À Câmara de Lisboa chegam as mesmas reclamações. "Tentamos perceber o problema, mas não abatemos uma árvore só com base numa justificação médica", clarifica a directora do Departamento de Jardins. Até porque, segundo o médico Manuel Barbosa, a sensibilidade da população dos alérgicos aos pólens das árvores é de apenas dez por cento.

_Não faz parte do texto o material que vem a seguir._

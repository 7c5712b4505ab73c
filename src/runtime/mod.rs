//! 应用运行时

pub mod app;
pub mod cards;

pub use app::{CatalogApp, WindowConfig};
pub use cards::{FeaturedCard, ProductCard};
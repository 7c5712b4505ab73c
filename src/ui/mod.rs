//! UI 组件模块

pub mod component;
pub mod view;
pub mod text;
pub mod image;
pub mod grid;
pub mod rows;
pub mod scroll_controller;
pub mod grid_list;

pub use component::{Component, ComponentId, ComponentTree, Style};
pub use view::View;
pub use text::{FontWeight, Text, TextAlign};
pub use image::{Image, ImageData};
pub use grid::{GridColumn, GridRow};
pub use rows::{group_rows, GridEntry, RowGroup};
pub use scroll_controller::{ScrollController, ScrollEvent};
pub use grid_list::{GridList, GridListConfig, GridListEvent};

Em alternativa, a autarquia de Lisboa tem vindo a substituir algumas árvores antigas, evitando plantar espécies mais problemáticas, como o choupo ou o cipreste.
Ervas danadas
O que as câmaras têm mais dificuldade em controlar é a parietária, espécie vegetal que causa a maior parte das alergias. Esta erva, típica dos países mediterrânicos, é daninha e existe em grande força nas zonas periféricas de Lisboa, como Sintra e Torres Vedras. Em Lisboa, abunda nos terrenos e edifícios abandonados. Vive em muros velhos, casas degradadas, telhados antigos, e alimenta-se de azoto (presente nos excrementos de pombo, por exemplo) e fosfato, o que facilita a proliferação. Há cerca de 14 anos foi feito um estudo, durante um ano, no Jardim Botânico de Lisboa, por investigadores especialistas no estudo de pólens. A conclusão foi algo "inesperada": o pólen da parietária [também designada alfavaca-de-cobra] que teoricamente existe apenas no tempo seco, regista-se afinal todos os dias do ano, explica Fernando Catarino.
O pólen destas ervas - que pode percorrer até 100 quilómetros - só é visível ao microscópio, daí que poucos o culpem pelos sintomas alérgicos. "As pessoas só são alérgicas ao que vêem", enfatiza Pedro Lopes da Mata.